Omni IIE Bench: Benchmarking the Practical Capabilities of Image Editing Models

arXiv cs.CV / 3/19/2026

📰 NewsIdeas & Deep AnalysisModels & Research

共有:

Key Points

Omni IIE Bench is introduced to diagnose the editing consistency of image editing models across tasks with varying semantic scales for practical applications.
The benchmark uses a dual-track diagnostic design: Single-turn Consistency with shared-context task pairs and Multi-turn Coordination involving continuous dialogue tasks across semantic scales.
It is built through a rigorous multi-stage human filtering process, with quality validation by computer vision graduate students and industry relevance review by professional designers.
The authors evaluate 8 mainstream IIE models and find a prevalent performance degradation when moving from low-semantic-scale to high-semantic-scale tasks.
Omni IIE Bench provides diagnostic tools and insights intended to drive the development of next-generation, more reliable and stable IIE models.

Abstract

While Instruction-based Image Editing (IIE) has achieved significant progress, existing benchmarks pursue task breadth via mixed evaluations. This paradigm obscures a critical failure mode crucial in professional applications: the inconsistent performance of models across tasks of varying semantic scales.
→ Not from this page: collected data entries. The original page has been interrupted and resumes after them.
impl NodeResolver {
  pub fn new(fs: Arc<dyn ResolverFs>, options: NodeResolverOptions) -> Self {
    Self { fs, options }
  }

  pub fn fs(&self) -> &dyn ResolverFs {
    &*self.fs
  }

  /// Resolves `specifier` as written in the file at `importer`.
  pub fn resolve(
    &self,
    specifier: &str,
    importer: &Path,
    kind: ResolveKind,
  ) -> Result<Resolution, ResolveError> {
    self.resolve_inner(specifier, importer, kind, false)
  }

  /// Like [`NodeResolver::resolve`], but for a path the user named directly
  /// as an entry point. When a package's `exports` map exists and nothing
  /// matches, entry points fall back to the legacy main fields instead of
  /// erroring; ordinary imports do not.
  pub fn resolve_entry(
    &self,
    specifier: &str,
    importer: &Path,
    kind: ResolveKind,
  ) -> Result<Resolution, ResolveError> {
    self.resolve_inner(specifier, importer, kind, true)
  }

  fn resolve_inner(
    &self,
    specifier: &str,
    importer: &Path,
    kind: ResolveKind,
    is_entry: bool,
  ) -> Result<Resolution, ResolveError> {
    validate_specifier_escapes(specifier, importer)?;

    // The importing package's browser map applies before anything else and
    // can disable the module outright.
    if self.options.platform == Platform::Browser {
      if let Some(remapped) = self.apply_browser_map(specifier, importer)? {
        return match remapped {
          BrowserRemap::Disabled(path) => Ok(Resolution::Disabled(path)),
          BrowserRemap::To(new_specifier) => {
            // A remapped specifier is resolved fresh, but a second map hit
            // is not honored to avoid loops.
            self.resolve_no_browser_map(&new_specifier, importer, kind, is_entry)
          }
        };
      }
    }

    self.resolve_no_browser_map(specifier, importer, kind, is_entry)
  }

  fn resolve_no_browser_map(
    &self,
    specifier: &str,
    importer: &Path,
    kind: ResolveKind,
    is_entry: bool,
  ) -> Result<Resolution, ResolveError> {
    if is_relative_or_absolute(specifier) {
      let base_dir = importer.parent().unwrap_or(Path::new("/"));
      let joined = base_dir.join(specifier).clean();
      return self
        .load_as_file_or_directory(&joined, kind)
        .map(Resolution::Path)
        .ok_or_else(|| errors::err_module_not_found(specifier, importer, "module"));
    }

    if specifier.starts_with('#') {
      let conditions = self.active_conditions(kind);
      let path = self.package_imports_resolve(specifier, importer, &conditions)?;
      return Ok(Resolution::Path(path));
    }

    self.package_resolve(specifier, importer, kind, is_entry)
  }

  /// Conditions active for this resolution, in the order they are reported
  /// in diagnostics. Matching itself is by `exports` object key order.
  pub fn active_conditions(&self, kind: ResolveKind) -> Vec<String> {
    let mut conditions = vec!["default".to_string()];
    if kind.is_require() {
      conditions.push("require".to_string());
    } else {
      conditions.push("import".to_string());
    }
    match self.options.platform {
      Platform::Browser => conditions.push("browser".to_string()),
      Platform::Node => conditions.push("node".to_string()),
      Platform::Neutral => {}
    }
    conditions.extend(self.options.conditions.iter().cloned());
    conditions
  }

  fn package_resolve(
    &self,
    specifier: &str,
    importer: &Path,
    kind: ResolveKind,
    is_entry: bool,
  ) -> Result<Resolution, ResolveError> {
    let (package_name, package_subpath) =
      parse_package_name(specifier, importer)?;
    let conditions = self.active_conditions(kind);

    // ResolveSelf: a package importing itself by name.
    let scope_config = get_package_scope_config(self.fs(), importer)?;
    if scope_config.exists
      && scope_config.name.as_deref() == Some(package_name.as_str())
    {
      if let Some(exports) = scope_config.exports.clone() {
        if !exports.is_null() {
          let path = self.package_exports_resolve(
            &scope_config,
            &exports,
            &package_subpath,
            importer,
            &conditions,
          )?;
          return Ok(Resolution::Path(path));
        }
      }
    }

    let mut dir = importer.parent().map(|p| p.to_path_buf());
    while let Some(current) = dir {
      let package_dir = current.join("node_modules").join(&package_name);
      if self.fs.is_dir(&package_dir) {
        let package_json_path = package_dir.join("package.json");
        let package_config = package_json::get_package_config(
          self.fs(),
          package_json_path,
          specifier,
          Some(importer),
        )?;

        if let Some(exports) = package_config.exports.clone() {
          if !exports.is_null() {
            let result = self.package_exports_resolve(
              &package_config,
              &exports,
              &package_subpath,
              importer,
              &conditions,
            );
            match result {
              Ok(path) => return Ok(Resolution::Path(path)),
              Err(err) => {
                // Entry points fall back to the legacy fields when the
                // exports map has no matching entry. Ordinary imports
                // surface the error.
                if is_entry && package_subpath == "." {
                  if let Some(path) =
                    self.legacy_main_resolve(&package_config, kind)
                  {
                    return Ok(Resolution::Path(path));
                  }
                }
                return Err(self.annotate_exports_error(
                  err,
                  &package_config,
                  &package_subpath,
                  &conditions,
                ));
              }
            }
          }
        }

        if package_subpath == "." {
          return self
            .legacy_main_resolve(&package_config, kind)
            .map(Resolution::Path)
            .ok_or_else(|| {
              let mut err =
                errors::err_module_not_found(specifier, importer, "package");
              if package_config.main.is_some() {
                if let Some(fields) = &self.options.main_fields {
                  if !fields.iter().any(|f| f == "main") {
                    err = err.with_note(format!(
                      "The \"main\" field was ignored because the list of main fields to use is currently set to [{}]",
                      fields
                        .iter()
                        .map(|f| format!("\"{}\"", f))
                        .collect::<Vec<_>>()
                        .join(", ")
                    ));
                  }
                }
              }
              err
            });
        }

        let joined = package_dir.join(package_subpath.trim_start_matches("./")).clean();
        return self
          .load_as_file_or_directory(&joined, kind)
          .map(Resolution::Path)
          .ok_or_else(|| {
            errors::err_module_not_found(specifier, importer, "module")
          });
      }
      dir = current.parent().map(|p| p.to_path_buf());
    }

    Err(errors::err_module_not_found(specifier, importer, "package"))
  }

  /// Attaches the "is not exported" hints: the reverse-lookup suggestion
  /// when the requested file exists under another export key.
  fn annotate_exports_error(
    &self,
    err: ResolveError,
    package_config: &PackageConfig,
    package_subpath: &str,
    conditions: &[String],
  ) -> ResolveError {
    if err.code != ErrorCode::PackagePathNotExported {
      return err;
    }
    match self.exports_reverse_lookup(package_config, package_subpath, conditions) {
      Some((suggested_subpath, fs_path)) => {
        let package_name = package_config.name.clone().unwrap_or_default();
        let suggestion = if suggested_subpath == "." {
          package_name
        } else {
          format!("{}/{}", package_name, suggested_subpath.trim_start_matches("./"))
        };
        err.with_note(format!(
          "Import from \"{}\" to get the file \"{}\"",
          suggestion,
          fs_path.display()
        ))
      }
      None => err,
    }
  }

  /// Legacy `main`-field resolution. With the platform default field order
  /// the import/require split applies: `import` prefers `module`, `require`
  /// prefers `main`. An explicit `main_fields` list is honored in order for
  /// both kinds.
  fn legacy_main_resolve(
    &self,
    package_config: &PackageConfig,
    kind: ResolveKind,
  ) -> Option<PathBuf> {
    let fields: Vec<&str> = match &self.options.main_fields {
      Some(fields) => fields.iter().map(|f| f.as_str()).collect(),
      None => match (self.options.platform, kind.is_require()) {
        (Platform::Browser, false) => vec!["browser", "module", "main"],
        (Platform::Browser, true) => vec!["browser", "main", "module"],
        (Platform::Node, false) => vec!["module", "main"],
        (Platform::Node, true) => vec!["main", "module"],
        (Platform::Neutral, _) => vec![],
      },
    };

    for field in fields {
      if let Some(value) = package_config.field(field) {
        let guess = package_config.package_dir().join(value).clean();
        if let Some(found) = self.load_as_file_or_directory(&guess, kind) {
          return Some(found);
        }
      }
    }

    // Index fallback applies even without any main field.
    for index in INDEX_GUESSES {
      let guess = package_config.package_dir().join(index);
      if self.fs.is_file(&guess) {
        return Some(guess);
      }
    }
    None
  }

  fn load_as_file_or_directory(
    &self,
    path: &Path,
    kind: ResolveKind,
  ) -> Option<PathBuf> {
    if self.fs.is_file(path) {
      return Some(path.to_path_buf());
    }

    if let Some(name) = path.to_str() {
      for ext in FILE_EXTENSION_GUESSES {
        let guess = PathBuf::from(format!("{}{}", name, ext));
        if self.fs.is_file(&guess) {
          return Some(guess);
        }
      }
    }

    if self.fs.is_dir(path) {
      let package_json_path = path.join("package.json");
      if self.fs.is_file(&package_json_path) {
        if let Ok(config) = package_json::get_package_config(
          self.fs(),
          package_json_path,
          "",
          None,
        ) {
          // Flat file lookups only; recursing into directories here could
          // loop on a package whose main points back at itself.
          let fields = match kind.is_require() {
            true => ["main", "module"],
            false => ["module", "main"],
          };
          for field in fields {
            if let Some(value) = config.field(field) {
              let guess = path.join(value).clean();
              if self.fs.is_file(&guess) {
                return Some(guess);
              }
              if let Some(name) = guess.to_str() {
                for ext in FILE_EXTENSION_GUESSES {
                  let with_ext = PathBuf::from(format!("{}{}", name, ext));
                  if self.fs.is_file(&with_ext) {
                    return Some(with_ext);
                  }
                }
              }
            }
          }
        }
      }
      for index in INDEX_GUESSES {
        let guess = path.join(index);
        if self.fs.is_file(&guess) {
          return Some(guess);
        }
      }
    }
    None
  }

  fn apply_browser_map(
    &self,
    specifier: &str,
    importer: &Path,
  ) -> Result<Option<BrowserRemap>, ResolveError> {
    let scope_config = get_package_scope_config(self.fs(), importer)?;
    if !scope_config.exists {
      return Ok(None);
    }
    let Some(browser) = scope_config.browser.as_ref().and_then(|b| b.as_object())
    else {
      return Ok(None);
    };

    // Relative keys match both with and without the leading "./".
    let mut candidates = vec![specifier.to_string()];
    if let Some(stripped) = specifier.strip_prefix("./") {
      candidates.push(stripped.to_string());
    } else if is_relative_or_absolute(specifier) {
      candidates.push(format!("./{}", specifier.trim_start_matches("./")));
    }

    for candidate in candidates {
      if let Some(value) = browser.get(&candidate) {
        if value.as_bool() == Some(false) {
          let disabled = scope_config.package_dir().join(
            candidate.trim_start_matches("./"),
          );
          return Ok(Some(BrowserRemap::Disabled(disabled)));
        }
        if let Some(target) = value.as_str() {
          return Ok(Some(BrowserRemap::To(target.to_string())));
        }
      }
    }
    Ok(None)
  }
}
To address this gap, we introduce Omni IIE Bench, a high-quality, human-annotated benchmark specifically designed to diagnose the editing consistency of IIE models in practical application scenarios. Omni IIE Bench features an innovative dual-track diagnostic design: (1) Single-turn Consistency, comprising shared-context task pairs of attribute modification and entity replacement; and (2) Multi-turn Coordination, involving continuous dialogue tasks that traverse semantic scales. The benchmark is constructed via an exceptionally rigorous multi-stage human filtering process, incorporating a quality standard enforced by computer vision graduate students and an industry relevance review conducted by professional designers. We perform a comprehensive evaluation of 8 mainstream IIE models using Omni IIE Bench. Our analysis quantifies, for the first time, a prevalent performance gap: nearly all models exhibit a significant performance degradation when transitioning from low-semantic-scale to high-semantic-scale tasks. Omni IIE Bench provides critical diagnostic tools and insights for the development of next-generation, more reliable, and stable IIE models.